Britain’s unemployment rate is 4.3 per cent, which is slightly higher than earlier in the year.
But that figure is misleading. Or, abandoning understatement, it’s a barefaced lie. The government tells it to conceal its own corruption, and also that of other people: the population at large and the medical profession.
Data from the Department for Work and Pensions (DWP) show that about a quarter of working-age adults, some 11 million Britons, don’t have a job. Of these, some 3.2 million currently claim disability and incapacity benefits. That number is growing at about 3,000 people per day, which suggests that Britain has more cripples now than in the aftermath of either world war.
By the end of the decade, it’s projected that one in 12 working-age Britons will be claiming sickness benefits, meaning that the current cost to the Exchequer, £87.2 billion this year, is only a point of departure – for the sky. That’s roughly what the state spends on education and much higher than the £54 billion it spends on defence.
Obviously, some of those 11 million people are genuinely incapacitated and can’t work. We can argue whether it’s the state or some other institution that ought to take care of them, but that they need taking care of is indisputable.
However, it’s just as obvious that millions of others have scammed the system into providing their livelihood on false pretences. Those swindlers are corrupt to the core – if there is a valid moral (as opposed to legal) difference between what they do and theft, I’m not aware of it.
But the system that allows that is also corrupt. If those millions of malades imaginaires were counted as unemployed rather than sick, our unemployment figures would go through the roof, giving a true picture of Britain’s economic doldrums.

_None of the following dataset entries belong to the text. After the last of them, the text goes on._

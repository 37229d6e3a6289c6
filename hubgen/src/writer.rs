//! Code writer with indentation tracking.
//!
//! Indentation is managed with guards: [`CodeWriter::indent`] raises the level
//! until the returned guard is dropped. The level lives in an
//! `Rc<Cell<usize>>`, so a live guard never holds a borrow of the writer.
//!
//! ```
//! use hubgen::writer::CodeWriter;
//!
//! let mut w = CodeWriter::new("  ");
//! w.block("export type IChatHub =", |w| {
//!     w.writeln("leave(): Promise<void>;");
//! });
//! assert_eq!(w.into_string(), "export type IChatHub = {\n  leave(): Promise<void>;\n}\n");
//! ```

use std::cell::Cell;
use std::rc::Rc;

use crate::config::NewLine;

pub struct CodeWriter {
    buffer: String,
    indent_level: Rc<Cell<usize>>,
    indent_string: String,
    at_line_start: bool,
}

impl CodeWriter {
    /// Create a writer using `indent_string` for each indentation level.
    pub fn new(indent_string: impl Into<String>) -> Self {
        Self {
            buffer: String::new(),
            indent_level: Rc::new(Cell::new(0)),
            indent_string: indent_string.into(),
            at_line_start: true,
        }
    }

    /// Write text without a newline. Adds indentation if at line start.
    pub fn write(&mut self, text: &str) {
        if text.is_empty() {
            return;
        }

        if self.at_line_start && !text.trim().is_empty() {
            for _ in 0..self.indent_level.get() {
                self.buffer.push_str(&self.indent_string);
            }
            self.at_line_start = false;
        }

        self.buffer.push_str(text);
    }

    /// Write text followed by a newline.
    pub fn writeln(&mut self, text: &str) {
        self.write(text);
        self.buffer.push('\n');
        self.at_line_start = true;
    }

    pub fn blank_line(&mut self) {
        self.buffer.push('\n');
        self.at_line_start = true;
    }

    /// Raise the indentation level until the guard is dropped.
    pub fn indent(&mut self) -> IndentGuard {
        self.indent_level.set(self.indent_level.get() + 1);
        IndentGuard {
            indent_level: Rc::clone(&self.indent_level),
        }
    }

    /// Write `header {`, the indented body, then `}`.
    pub fn block<F>(&mut self, header: &str, body: F)
    where
        F: FnOnce(&mut Self),
    {
        self.writeln(&format!("{} {{", header));
        {
            let _indent = self.indent();
            body(self);
        }
        self.writeln("}");
    }

    /// The text written so far, with `\n` line endings.
    pub fn into_string(self) -> String {
        self.buffer
    }

    /// The text written so far, with every line ending replaced by `eol`.
    pub fn finish(self, eol: NewLine) -> String {
        normalize_newlines(&self.buffer, eol)
    }
}

/// Guard returned by [`CodeWriter::indent`].
pub struct IndentGuard {
    indent_level: Rc<Cell<usize>>,
}

impl Drop for IndentGuard {
    fn drop(&mut self) {
        self.indent_level
            .set(self.indent_level.get().saturating_sub(1));
    }
}

/// Replace every `\r\n`, `\r`, and `\n` in `text` with `eol`.
pub fn normalize_newlines(text: &str, eol: NewLine) -> String {
    let unified = text.replace("\r\n", "\n").replace('\r', "\n");
    match eol {
        NewLine::Lf => unified,
        other => unified.replace('\n', other.as_str()),
    }
}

Then there are thousands of GPs signing able-bodied adults off as sick. What makes the medics so gullible? The answer is, they aren’t gullible. They too are corrupt, for their own reasons.

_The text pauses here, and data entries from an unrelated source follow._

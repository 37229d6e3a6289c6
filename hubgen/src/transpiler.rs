//! Interface files.
//!
//! One file per namespace under the output directory, holding a structural
//! type for every hub and receiver interface declared in that namespace.
//! Data types are imported from the data-type transpiler's files one
//! directory up.

use std::collections::{BTreeMap, BTreeSet, HashSet};

use tracing::info;

use crate::binding::{MappedInterface, MappedMethod, TypeImport};
use crate::config::Options;
use crate::generator::GeneratedUnit;
use crate::mapper::TransportWrapper;
use crate::writer::CodeWriter;

pub(crate) const BANNER: &str = "/* THIS (.ts) FILE IS GENERATED BY hubgen */";

/// Module file stem for a namespace. Types outside any namespace live in
/// `global`.
pub fn module_name(namespace: &str) -> &str {
    if namespace.is_empty() {
        "global"
    } else {
        namespace
    }
}

pub(crate) fn write_header(w: &mut CodeWriter) {
    w.writeln(BANNER);
    w.writeln("/* eslint-disable */");
    w.writeln("/* tslint:disable */");
}

/// Write one `import { A, B } from '<prefix><namespace>';` line per
/// namespace, in namespace order.
pub(crate) fn write_imports<'i, I>(w: &mut CodeWriter, prefix: &str, imports: I)
where
    I: IntoIterator<Item = &'i TypeImport>,
{
    let mut grouped: BTreeMap<&str, BTreeSet<&str>> = BTreeMap::new();
    for import in imports {
        grouped
            .entry(module_name(&import.namespace))
            .or_default()
            .insert(&import.name);
    }

    for (module, names) in grouped {
        let names: Vec<&str> = names.into_iter().collect();
        w.writeln(&format!(
            "import {{ {} }} from '{}{}';",
            names.join(", "),
            prefix,
            module
        ));
    }
}

pub struct InterfaceTranspiler<'a> {
    options: &'a Options,
}

impl<'a> InterfaceTranspiler<'a> {
    pub fn new(options: &'a Options) -> Self {
        Self { options }
    }

    /// Render one unit per namespace, sorted by namespace.
    ///
    /// An interface marked as both hub and receiver is written once, from
    /// its first occurrence in `interfaces`.
    pub fn transpile(&self, interfaces: &[MappedInterface]) -> Vec<GeneratedUnit> {
        let mut seen = HashSet::new();
        let mut groups: BTreeMap<&str, Vec<&MappedInterface>> = BTreeMap::new();
        for interface in interfaces {
            if seen.insert(interface.qualified_name.as_str()) {
                groups
                    .entry(module_name(&interface.namespace))
                    .or_default()
                    .push(interface);
            }
        }

        groups
            .into_iter()
            .map(|(module, members)| {
                let path = format!("{}/{}.ts", self.options.output.directory, module);
                info!(path = %path, interfaces = members.len(), "transpiled interfaces");
                GeneratedUnit {
                    path,
                    content: self.render_module(&members),
                }
            })
            .collect()
    }

    fn render_module(&self, interfaces: &[&MappedInterface]) -> String {
        let mut w = CodeWriter::new(self.options.indent_str());
        write_header(&mut w);

        let wrappers: BTreeSet<TransportWrapper> = interfaces
            .iter()
            .flat_map(|i| i.wrappers.iter().copied())
            .collect();
        if !wrappers.is_empty() {
            let names: Vec<&str> = wrappers.iter().map(|wr| wr.identifier()).collect();
            w.writeln(&format!(
                "import {{ {} }} from '{}';",
                names.join(", "),
                self.options.output.transport_module
            ));
        }
        write_imports(&mut w, "../", interfaces.iter().copied().flat_map(|i| i.imports.iter()));
        w.blank_line();

        for interface in interfaces {
            w.block(&format!("export type {} =", interface.name), |w| {
                for method in &interface.methods {
                    self.render_member(w, method);
                }
            });
            w.blank_line();
        }

        w.finish(self.options.output.eol)
    }

    fn render_member(&self, w: &mut CodeWriter, method: &MappedMethod) {
        if self.options.output.emit_docs {
            w.writeln("/**");
            for parameter in &method.parameters {
                w.writeln(&format!(
                    "* @param {} Transpiled from {}",
                    parameter.name, parameter.display
                ));
            }
            w.writeln(&format!("* @returns Transpiled from {}", method.return_display));
            w.writeln("*/");
        }
        w.writeln(&format!(
            "{}({}): {};",
            method.local_name,
            method.parameter_list(),
            method.return_text
        ));
    }
}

A good friend of mine is a clinical psychiatrist who worked at a general hospital for decades. One young patient informed him he was on disability benefit. When my friend inquired about the nature of the problem, the patient explained he had a chronically bad back, making it impossible for him even to contemplate gainful employment.
Later in the interview, my friend asked the young man about his hobbies and was quite surprised to hear the reply: “Martial arts”. That made the diagnosis of a spinal disorder rather hard to believe but, to be on the safe side, my friend observed the patient for a few days.
When he realised that the young man’s movement was in no way impaired, he rang up the patient’s GP, let’s call him Dr Smith. My friend started to describe the patient’s prowess at sports requiring flexibility above all else, but Dr Smith cut him short. “Oh I know all that,” he said.
“Then why did you sign him off?” asked my friend, trying not to show too much indignation. “I’ll tell you why,” explained Dr Smith. “When I once tried to refuse to certify a healthy patient as disabled, he grabbed my computer and we ended up wrestling on the floor.”
One can understand the problem. Our overworked GPs see 50 patients a day, or even more. That gives them only a few minutes per patient and leaves no time at all for extended arguments and rolling on the floor in imitation of some techniques of freestyle wrestling.
To make their own lives easier, they sign the requisite piece of paper and keep their fingers crossed, hoping never to see this patient again. Their corruption is thus understandable, but that doesn’t make it excusable.
My friend didn’t ask Dr Smith if he, as an employee of the NHS, which is to say the state, was under pressure from the authorities not to be a stickler for medical detail when issuing disability certificates. That, however, is likely – as we’ve seen, the government has its own stake in the matter.
This triple lock on corruption should point to the truly detrimental effects of socialism. Those who take issue with it usually cite its economic inefficiency, and they are right. Socialism’s intrinsic imperative is shifting resources from the productive elements in the population, people fending for themselves in free markets, to the unproductive one, the state.
That’s why the wealth of a country is always inversely proportionate to the amount of socialism in it, that much is on the surface. Yet lurking underneath is a much greater harm socialism does to society: it corrupts.
Socialism, and any welfare state is by definition socialist, cynically claims a high moral ground for itself, something to which it’s not entitled. People in such a state are encouraged to abrogate individual responsibility for their actions, and they no longer recognise any transcendent moral authority.
By offering its own care, the paternalistic state perpetually infantilises people, turning them into children who count on their parents for their livelihood. And children are extra-moral or, if you will, pre-moral creatures. When they surreptitiously eat the chocolates Mummy told them not to touch, they aren’t bothered about the moral aspect of that action. They just hope not to get caught.
When they grow up, they happily pull a sickie even if there’s nothing wrong with them. They sense they are a key element in a vicious circle of corruption also involving their GP and his employer, the state. That makes it all right.
As I always say, when the state claims to do much for the people, it will do much to the people. And just about the worst thing it can do is encourage them to be corrupt.